- As ações da Ferrari caíram 8,4% em Milão e mais de 5% em Nova York após a divulgação do Luce, o primeiro veículo totalmente elétrico da marca.
- O Luce é um sedan familiar de quatro portas e cinco lugares, com preço de € 550.000, desenvolvido com a colaboração de Jony Ive e do coletivo LoveFrom.
- O lançamento gerou debates sobre a fidelidade da Ferrari à sua identidade e sobre a viabilidade de ampliar a linha com elétricos.
- O modelo será entregue no quarto trimestre e mira mercados como a China, buscando atrair novos compradores, incluindo entusiastas de tecnologia.
- Críticas de figuras históricas e reação negativa em redes sociais destacam o ceticismo sobre a mudança de imagem da marca.
A Ferrari viu as ações recuarem após a apresentação do Luce, o primeiro SUV elétrico da marca italiana de luxo. O anúncio — feito na segunda-feira, 25 de março, em meio aos preparativos para a entrega prevista no quarto trimestre — gerou dúvidas sobre a compatibilidade do modelo com a identidade da fabricante.

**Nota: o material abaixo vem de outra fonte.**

//! Filesystem access behind a trait.
//!
//! Registries and providers only see this seam, so tests can substitute
//! fixtures and hosts can audit every path the core touches. Failures carry
//! the operation, the path, and the `io::ErrorKind`.

use std::fs;
use std::path::{Path, PathBuf};

use crate::error::{QuayError, QuayResult};

/// Read and write file access used by the resolution core.
pub trait Filesystem {
    fn read_contents(&self, path: &Path) -> QuayResult<String>;
    fn exists(&self, path: &Path) -> bool;
    fn is_directory(&self, path: &Path) -> bool;
    /// Immediate subdirectories of `dir`, sorted by name.
    fn get_directories_non_recursive(&self, dir: &Path) -> QuayResult<Vec<PathBuf>>;
    /// Immediate regular files of `dir`, sorted by name.
    fn get_regular_files_non_recursive(&self, dir: &Path) -> QuayResult<Vec<PathBuf>>;
    fn create_directories(&self, dir: &Path) -> QuayResult<()>;
    fn write_contents(&self, path: &Path, contents: &str) -> QuayResult<()>;
    fn rename(&self, from: &Path, to: &Path) -> QuayResult<()>;
}

pub(crate) fn fs_error(op: &'static str, path: &Path, err: &std::io::Error) -> QuayError {
    QuayError::FilesystemCall {
        op,
        path: path.to_path_buf(),
        kind: err.kind(),
        message: err.to_string(),
    }
}

/// The production implementation over `std::fs`.
#[derive(Debug, Default)]
pub struct RealFilesystem;

impl RealFilesystem {
    fn list_entries(&self, dir: &Path, want_dirs: bool) -> QuayResult<Vec<PathBuf>> {
        let op = if want_dirs {
            "get_directories_non_recursive"
        } else {
            "get_regular_files_non_recursive"
        };
        let entries = fs::read_dir(dir).map_err(|e| fs_error(op, dir, &e))?;
        let mut out = Vec::new();
        for entry in entries {
            let entry = entry.map_err(|e| fs_error(op, dir, &e))?;
            let file_type = entry.file_type().map_err(|e| fs_error(op, &entry.path(), &e))?;
            if file_type.is_dir() == want_dirs {
                out.push(entry.path());
            }
        }
        out.sort();
        Ok(out)
    }
}

impl Filesystem for RealFilesystem {
    fn read_contents(&self, path: &Path) -> QuayResult<String> {
        fs::read_to_string(path).map_err(|e| fs_error("read_contents", path, &e))
    }

    fn exists(&self, path: &Path) -> bool {
        path.exists()
    }

    fn is_directory(&self, path: &Path) -> bool {
        path.is_dir()
    }

    fn get_directories_non_recursive(&self, dir: &Path) -> QuayResult<Vec<PathBuf>> {
        self.list_entries(dir, true)
    }

    fn get_regular_files_non_recursive(&self, dir: &Path) -> QuayResult<Vec<PathBuf>> {
        self.list_entries(dir, false)
    }

    fn create_directories(&self, dir: &Path) -> QuayResult<()> {
        fs::create_dir_all(dir).map_err(|e| fs_error("create_directories", dir, &e))
    }

    fn write_contents(&self, path: &Path, contents: &str) -> QuayResult<()> {
        fs::write(path, contents).map_err(|e| fs_error("write_contents", path, &e))
    }

    fn rename(&self, from: &Path, to: &Path) -> QuayResult<()> {
        fs::rename(from, to).map_err(|e| fs_error("rename", from, &e))
    }
}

O Luce custa cerca de € 550.000 e foi desenvolvido com a participação do ex-diretor de design da Apple, Jony Ive, e do coletivo LoveFrom. O posicionamento da Ferrari no segmento de veículos totalmente elétricos marca uma mudança significativa na estratégia da marca.
Desempenho das ações e reação do mercado
Nesta terça-feira, 26 de março, as ações da Ferrari listadas em Milão caíram 8,4%. Em Nova York, os papéis recuaram mais de 5%, ampliando a tensão entre investidores e analistas. A reação refletiu preocupações sobre a continuidade da identidade da marca.
Analistas ouvidos pela Reuters apontaram que o peso do mercado foi dividido entre a decepção estética do veículo e as implicações da ampliação da linha para a eletrificação. A Ferrari trabalha para preservar exclusividade e poder de precificação diante da demanda por EVs de luxo.
Reações de figuras e visão de mercado
Entre críticas online, a aparência do Luce também recebeu críticas públicas. A trajetória histórica da marca, associada a motores de alta performance, foi questionada por personalidades ligadas ao setor, que ponderam o impacto da transição.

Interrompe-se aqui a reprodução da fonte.